AWS Virtual Private Cloud (VPC) Notes

Purpose

Why/When do we need VPC?

  • Isolating networks

Characteristics

  • Limitted to one AWS Region
  • One default VPC comes with each AWS Region.
  • Span accross all Avalability Zones within the Region.
  • Default CIDR 172.31.0.0/16 (Range 172.31.0.0 - 172.31.255.255 - 65,536 IPs in this range)
  • Availability zone name (ex: us-east-1) does not represent physical location of the servers. Its a logical name per aws account.
  • AvailabilityZoneId (ex: use1-az1) associated with a physical location which is common for all AWS account. This is best to compare if we ever work with two different accounts/partners.

AWS VPC FAQ

  • Is there a way to generate diagram from existing infrastructure?
    • No out of the box solution from AWS.
  • How to look at the AS-IS network map?
    • Go to your VPC and explore the Resource map.
  • What resources are available within a given VPC?
    • Drill through the subnet which is might span across availability zones.
  • How do I debug challenging network issue?
    • Flow logs is available at VPC and Subnet level.

VPC Diagram

Useful AWS commands

aws ec2 describe-vpcs
aws ec2 describe-internet-gateways
aws ec2 describe-subnets

AWS VPC User Guide

VPC and Features

  • Logically isolated virtual network.
  • Limitted to one region
  • Gateways connects your VPC to another network.
  • VPC peering - routes traffic between two VPCs.
  • Transit gateways - central hub.

Route tables

  • One or more can be defined
  • used to direct the network traffic from your VPC
  • subnet implicitly associated with main route table

Designing VPC

  • IAM permissions
  • Define strategy to maintain IaC
  • Define policies to get the team informed about change in network.
  • Choose the size of your VPC - how many IP addresses you will need across your AWS accounts and VPCs.
  • IP Address Manager (IPAM) makes it easier to plan, track and monitor IP addresses of your application.

Internet traffic

  • To receive traffic from internet, VPC must have an internet gateway.
  • Subnet route table must have an entry to route to internet gateway.
  • AWs resournces (instances) have public IP address and associated security group that allow traffic from internet.

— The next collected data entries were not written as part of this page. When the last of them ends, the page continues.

use crate::growth::{GrowthParams, HumidityPolicy, PolicyParams};
use crate::model::{DecayCondition, GrowthCondition};
use crate::rates::RateParams;
use crate::runner::Sampling;
use anyhow::{Context, Result, bail};
use serde::{Deserialize, Serialize};
use std::{collections::BTreeMap, fs, path::Path};

/// Model configuration parameters.
///
/// Loaded from a TOML file and validated before use.
/// See [`Config::from_file`] for loading.
#[derive(Debug, PartialEq, Clone, Serialize, Deserialize)]
#[serde(deny_unknown_fields)]
pub struct Config {
    /// Sensitivity coefficients.
    pub rates: RateParams,
    /// Decay scenario.
    pub decay: DecayConfig,
    /// Growth scenario.
    pub growth: GrowthConfig,
}

#[derive(Debug, PartialEq, Clone, Serialize, Deserialize)]
#[serde(deny_unknown_fields)]
pub struct DecayConfig {
    /// Initial number of viable cells.
    pub n_cell_init: u64,
    /// Exposure horizon (days).
    pub t_days: f64,
    /// Conditions in output order.
    pub conditions: Vec<DecayCondition>,
    /// Optional replicate sampling.
    #[serde(default)]
    pub sampling: Option<SamplingConfig>,
}

#[derive(Debug, PartialEq, Clone, Serialize, Deserialize)]
#[serde(deny_unknown_fields)]
pub struct SamplingConfig {
    /// Number of sampled replicates per condition.
    pub n_reps: usize,
    /// Seed of the random number generator.
    pub seed: u64,
}

#[derive(Debug, PartialEq, Clone, Serialize, Deserialize)]
pub struct GrowthConfig {
    #[serde(flatten)]
    pub params: GrowthParams,
    /// Conditions in output order.
    pub conditions: Vec<GrowthCondition>,
    /// Humidity thresholds.
    #[serde(default)]
    pub policy: PolicyParams,
    /// Keys not claimed by any growth field.
    #[serde(flatten)]
    unknown: BTreeMap<String, toml::Value>,
}

impl Config {
    /// Load a [`Config`] from a file.
    ///
    /// The file must be TOML-encoded and contain a serialized [`Config`].
    /// Performs validation on all parameters before returning.
    ///
    /// # Errors
    /// Returns an error if the file cannot be read, deserialized,
    /// or if the configuration values are invalid.
    pub fn from_file<P: AsRef<Path>>(file: P) -> Result<Self> {
        let file = file.as_ref();
        let contents =
            fs::read_to_string(file).with_context(|| format!("failed to read {file:?}"))?;

        Self::from_toml(&contents)
    }

    pub fn from_toml(contents: &str) -> Result<Self> {
        let config: Config = toml::from_str(contents).context("failed to deserialize config")?;

        config.validate().context("failed to validate config")?;

        Ok(config)
    }

    fn validate(&self) -> Result<()> {
        self.rates.validate().context("invalid rates")?;
        self.decay.validate().context("invalid decay")?;
        self.growth.validate().context("invalid growth")?;
        Ok(())
    }
}

impl DecayConfig {
    fn validate(&self) -> Result<()> {
        if self.n_cell_init < 1 {
            bail!("initial number of cells must be at least 1");
        }
        if !(self.t_days >= 0.0 && self.t_days.is_finite()) {
            bail!("t_days must be a non-negative number, but is {}", self.t_days);
        }
        if self.conditions.is_empty() {
            bail!("at least one condition is required");
        }
        for (i_cond, cond) in self.conditions.iter().enumerate() {
            if !cond.temp.is_finite() {
                bail!("condition {i_cond}: temp must be finite, but is {}", cond.temp);
            }
            if !(0.0..=100.0).contains(&cond.rel_hum) {
                bail!(
                    "condition {i_cond}: rel_hum must be in the range 0.0..=100.0, but is {}",
                    cond.rel_hum
                );
            }
        }
        if let Some(sampling) = &self.sampling {
            if sampling.n_reps < 1 {
                bail!("number of replicates must be at least 1");
            }
        }
        Ok(())
    }

    pub fn sampling(&self) -> Option<Sampling> {
        self.sampling.as_ref().map(|cfg| Sampling {
            n_reps: cfg.n_reps,
            seed: cfg.seed,
        })
    }
}

impl GrowthConfig {
    fn validate(&self) -> Result<()> {
        if let Some(key) = self.unknown.keys().next() {
            bail!("unknown field `{key}`");
        }
        self.params.validate().context("invalid growth parameters")?;
        self.policy.validate().context("invalid humidity policy")?;
        if self.conditions.is_empty() {
            bail!("at least one condition is required");
        }
        for (i_cond, cond) in self.conditions.iter().enumerate() {
            if !cond.temp.is_finite() {
                bail!("condition {i_cond}: temp must be finite, but is {}", cond.temp);
            }
            if !(0.0..=100.0).contains(&cond.amb_rel_hum) {
                bail!(
                    "condition {i_cond}: amb_rel_hum must be in the range 0.0..=100.0, but is {}",
                    cond.amb_rel_hum
                );
            }
        }
        Ok(())
    }

    pub fn policy(&self) -> HumidityPolicy {
        self.policy.policy()
    }
}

Aleternatively, use ELB with with public NAT gateway.

Monitoring

  • VPC flow logs helps to monitor, debug
  • VPC flow log can be stored/published into CloudWatch, S3 and Firehouse.
  • The cost depends on where it is published and how long we keep the log.

Why and Who

Because enabling VPC logs will incur cost, it is recommended to identify the need and proper process in place to ensure the logs are monitored or audited. It is important to let the stakeholders involved. Depends on the stakeholder commitment we should enable right level of logging.

Cyber Security - SOC - Security Operation Center needs

  • Security team often needs network logs to analyze the trafic, identify unusual activity, protect the infrastructure.
  • Many SIEM tools available that are designed to work with VPC flow logs.
  • Cyber Security team should request to enable the log based on the level of security needs.
  • May ask to keep the logs for long time - prefer cold storage after live analysis.

Network Engineer

  • Diagnose performance or network issues.
  • May ask on the need basis.
  • May not required to keep the log for long time.
  • Limit the log collection to specific service / subnet to make the work productive, cost effective.

Complaince and Certification

  • If your organization has compliance team, they may ask for recording the VPC logs based on the level.
  • If your organization seeking for any certification to meet customer demands, it may need VPC flow logs monitored.
  • Example: Payment Card Industry (PCI) Compliance woud require VPC flow logs to be enabled.

Auditor

  • It is good to start with auditor to engage commitment to audit the logs.
  • Both cyber and complaince team should have regular auditing process.

Common Understanding and Excuses for not enabling VPC flow logs

  • We use GuardDuty.
  • We use CloudTrail
  • We use WAF, Load Balancer and application log.
  • Log collections expensive.
  • We dont have people and tools to consume the logs to get value.
  • No auditors asked for details which is only found in VPC flow logs.
  • No business decision taken by understanding the value or risk.

Questions

  • How do we plan IP addressing when HA is a major concern?
  • 750 hours of Public IPv4 usage is free. How do we monitor its usage?
  • For production environment, are you deploying AWS resources evenly in more than one Avalability Zone?
  • For a development or test environment, Are you saving by using one Availability Zone?
  • How do you maintain network security settings in compliance with best practices and cyber sec team’s requirement all the time?
  • What is the Amazon VPC quotas?

Resources

  • https://docs.aws.amazon.com/vpc/latest/userguide/configure-your-vpc.html
  • https://mxtoolbox.com/subnetcalculator.aspx
  • https://docs.aws.amazon.com/AWSCloudFormation/latest/UserGuide/aws-resource-ec2-vpc.html
  • https://docs.aws.amazon.com/vpc/latest/userguide/how-it-works.html
  • https://docs.aws.amazon.com/vpc/latest/ipam/
  • https://www.netskope.com/blog/a-real-world-look-at-aws-best-practices-logging
  • https://www.devopsschool.com/blog/what-is-cloudtrail-and-use-cases-of-cloudtrail/